300 Mahasiswa RI Diduga Dipaksa Jadi Buruh di Taiwan

Kamis, 03 Januari 2019 - 08:55 WIB
300 Mahasiswa RI Diduga Dipaksa Jadi Buruh di Taiwan
300 Mahasiswa RI Diduga Dipaksa Jadi Buruh di Taiwan
A A A
TAIPEI - Pemerintah Indonesia tengah menyelidiki dugaan adanya 300 mahasiswa yang di pekerjakan paksa di Taipei, Taiwan.

Ratusan mahasiswa Indonesia yang tengah belajar di Universitas Hsing Wu tersebut dilaporkan mengalami kerja paksa selama 40 jam sepekan di sebuah pabrik lensa mata di Taipei. Akibat kerja paksa ini, beberapa mahasiswa bahkan hanya diberi waktu kuliah dua hari dalam sepekan, yakni Kamis dan Jumat.
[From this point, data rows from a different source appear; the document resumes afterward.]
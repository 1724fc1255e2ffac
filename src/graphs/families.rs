/*
 * SPDX-FileCopyrightText: 2025 Doublets contributors
 *
 * SPDX-License-Identifier: Apache-2.0 OR LGPL-2.1-or-later
 */

//! Classical families of undirected graphs.
//!
//! Each builder returns a [`CsrGraph`]; the [`expected`] module contains the
//! closed forms of the number of ordered connected pairs and of the sum of
//! their shortest-path lengths for each family, which makes these graphs the
//! natural fixtures for testing and benchmarking
//! [`sum_paths`](crate::distances::sum_paths).

use super::CsrGraph;
use crate::traits::RandomAccessGraph;

/// Returns the path `0 – 1 – ⋯ – (n − 1)`.
pub fn path(n: usize) -> CsrGraph {
    CsrGraph::from_valid_edges(n, (1..n).map(|x| (x - 1, x)))
}

/// Returns the cycle on `n` nodes.
///
/// # Panics
///
/// If `n` is smaller than three.
pub fn cycle(n: usize) -> CsrGraph {
    assert!(n >= 3, "A cycle needs at least three nodes, got {}", n);
    CsrGraph::from_valid_edges(n, (0..n).map(|x| (x, (x + 1) % n)))
}

/// Returns the complete graph on `n` nodes.
pub fn complete(n: usize) -> CsrGraph {
    CsrGraph::from_valid_edges(n, (0..n).flat_map(|x| (x + 1..n).map(move |y| (x, y))))
}

/// Returns the star on `n` nodes; the hub is the last node.
pub fn star(n: usize) -> CsrGraph {
    let hub = n.saturating_sub(1);
    CsrGraph::from_valid_edges(n, (0..hub).map(|x| (x, hub)))
}

/// Returns the wheel on `n` nodes: a cycle on the first `n − 1` nodes,
/// all connected to the last node, the hub.
///
/// # Panics
///
/// If `n` is smaller than four.
pub fn wheel(n: usize) -> CsrGraph {
    assert!(n >= 4, "A wheel needs at least four nodes, got {}", n);
    let hub = n - 1;
    CsrGraph::from_valid_edges(
        n,
        (0..hub)
            .map(|x| (x, (x + 1) % hub))
            .chain((0..hub).map(|x| (x, hub))),
    )
}

/// Returns the `rows` × `cols` lattice, in which the node `r · cols + c` is
/// connected to the nodes above, on the left, on the right, and below it.
pub fn lattice(rows: usize, cols: usize) -> CsrGraph {
    let mut edges = Vec::new();
    for r in 0..rows {
        for c in 0..cols {
            let node = r * cols + c;
            if c + 1 < cols {
                edges.push((node, node + 1));
            }
            if r + 1 < rows {
                edges.push((node, node + cols));
            }
        }
    }
    CsrGraph::from_valid_edges(rows * cols, edges)
}

/// Returns the complete bipartite graph `K(m, n)`, whose sides are the first
/// `m` nodes and the last `n` nodes.
pub fn complete_bipartite(m: usize, n: usize) -> CsrGraph {
    CsrGraph::from_valid_edges(m + n, (0..m).flat_map(|x| (m..m + n).map(move |y| (x, y))))
}

/// Returns the disjoint union of the given graphs, in which the nodes of each
/// graph are renumbered after those of the previous ones.
pub fn disjoint_union<'a>(graphs: impl IntoIterator<Item = &'a CsrGraph>) -> CsrGraph {
    let mut offset = 0;
    let mut edges = Vec::new();
    for graph in graphs {
        edges.extend(graph.edges().map(|(x, y)| (x + offset, y + offset)));
        offset += graph.num_nodes();
    }
    CsrGraph::from_valid_edges(offset, edges)
}

/// Closed forms for the totals of each family.
///
/// All functions return the number of ordered pairs of distinct connected
/// nodes and the sum of their shortest-path lengths, with the same arguments
/// as the builder of the same name.
pub mod expected {
    use crate::distances::Totals;

    /// Ordered pairs of distinct nodes in a connected graph with `n` nodes.
    fn pairs(n: u64) -> u64 {
        n * n.saturating_sub(1)
    }

    /// Sum of `|i − j|` over the ordered pairs of `0..n`.
    fn linear(n: u64) -> u64 {
        n.saturating_sub(1) * n * (n + 1) / 3
    }

    pub fn path(n: usize) -> Totals {
        let n = n as u64;
        Totals::new(pairs(n), linear(n))
    }

    pub fn cycle(n: usize) -> Totals {
        let n = n as u64;
        let path_lengths = if n % 2 == 0 {
            n * n * n / 4
        } else {
            (n - 1) * n * (n + 1) / 4
        };
        Totals::new(pairs(n), path_lengths)
    }

    pub fn complete(n: usize) -> Totals {
        let n = n as u64;
        Totals::new(pairs(n), pairs(n))
    }

    pub fn star(n: usize) -> Totals {
        let n = n as u64;
        let leaves = n.saturating_sub(1);
        Totals::new(pairs(n), 2 * leaves * leaves)
    }

    pub fn wheel(n: usize) -> Totals {
        let n = n as u64;
        Totals::new(pairs(n), 2 * (n - 1) * (n - 2))
    }

    pub fn lattice(rows: usize, cols: usize) -> Totals {
        let (r, c) = (rows as u64, cols as u64);
        Totals::new(pairs(r * c), r * r * linear(c) + c * c * linear(r))
    }

    /// Note that if one of the sides is empty the graph is not connected.
    pub fn complete_bipartite(m: usize, n: usize) -> Totals {
        let (m, n) = (m as u64, n as u64);
        if m == 0 || n == 0 {
            return Totals::default();
        }
        Totals::new(pairs(m + n), 2 * (pairs(m) + m * n + pairs(n)))
    }
}

#[cfg(test)]
mod tests {
    use super::*;

    #[test]
    fn test_degrees() {
        let g = star(5);
        assert_eq!(g.outdegree(4), 4);
        assert_eq!(g.num_edges(), 4);

        let g = wheel(6);
        assert_eq!(g.outdegree(5), 5);
        assert_eq!(g.num_edges(), 10);

        let g = lattice(3, 4);
        assert_eq!(g.num_edges(), 3 * 3 + 2 * 4);
        assert_eq!(g.successors(5), &[1, 4, 6, 9]);

        let g = complete_bipartite(2, 3);
        assert_eq!(g.successors(0), &[2, 3, 4]);
        assert_eq!(g.successors(4), &[0, 1]);
    }

    #[test]
    fn test_disjoint_union() {
        let g = disjoint_union([&cycle(3), &path(1), &path(2)]);
        assert_eq!(g.num_nodes(), 6);
        assert_eq!(g.successors(2), &[0, 1]);
        assert_eq!(g.outdegree(3), 0);
        assert_eq!(g.successors(4), &[5]);
    }

    #[test]
    fn test_expected_small_cases() {
        assert_eq!(expected::path(4), crate::distances::Totals::new(12, 20));
        assert_eq!(expected::cycle(6).path_lengths, 54);
        assert_eq!(expected::lattice(3, 3).path_lengths, 144);
        assert_eq!(expected::star(5).path_lengths, 32);
        assert_eq!(expected::wheel(4), expected::complete(4));
        assert_eq!(expected::complete_bipartite(1, 1), expected::path(2));
    }
}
Adapun pada Sabtu hingga Rabu mereka harus bekerja secara bergantian, mulai pukul 07.30 hingga 19.30 waktu setempat. Mereka hanya beristirahat selama dua jam dalam sehari setelah bekerja 10 jam berturut-turut di bagian pembungkusan.

Dugaan pemaksaan kerja sebagai buruh ini awalnya diungkapkan anggota legislatif Kuomintang, Ko Chih-en. Penggunaan mahasiswa layaknya buruh ini menyalahi Undang-Undang (UU) Employment Service Taiwan. Undang-undang tersebut menyatakan, mahasiswa di larang magang lebih dari 20 jam perpekannya.

Bahkan pemerintah Taiwan telah jelas melarang adanya program magang bagi mahasiswa dari negara Asia Tenggara. “Mereka juga hanya beristirahat selama satu hari dan harus bekerja selama empat hari sebagai buruh pabrik,” kata Chih-en, dikutip Taiwannews.com.

Ratusan mahasiswa Indonesia tersebut dilaporkan wajib membungkus 30.000 lensa mata dalam 10 jamnya. Chih-en mengungkapkan, para mahasiswa itu masuk Universitas Hsing Wu melalui bantuan makelar.

Kementerian Pendidikan Taiwan telah melarang mahasiswa tingkat pertama untuk menjalani magang. Chih-en pun menuduh pengelola Universitas Hsing Wu melanggar peraturan itu dan sengaja mempekerjakan mahasiswa Indonesia secara berkelompok.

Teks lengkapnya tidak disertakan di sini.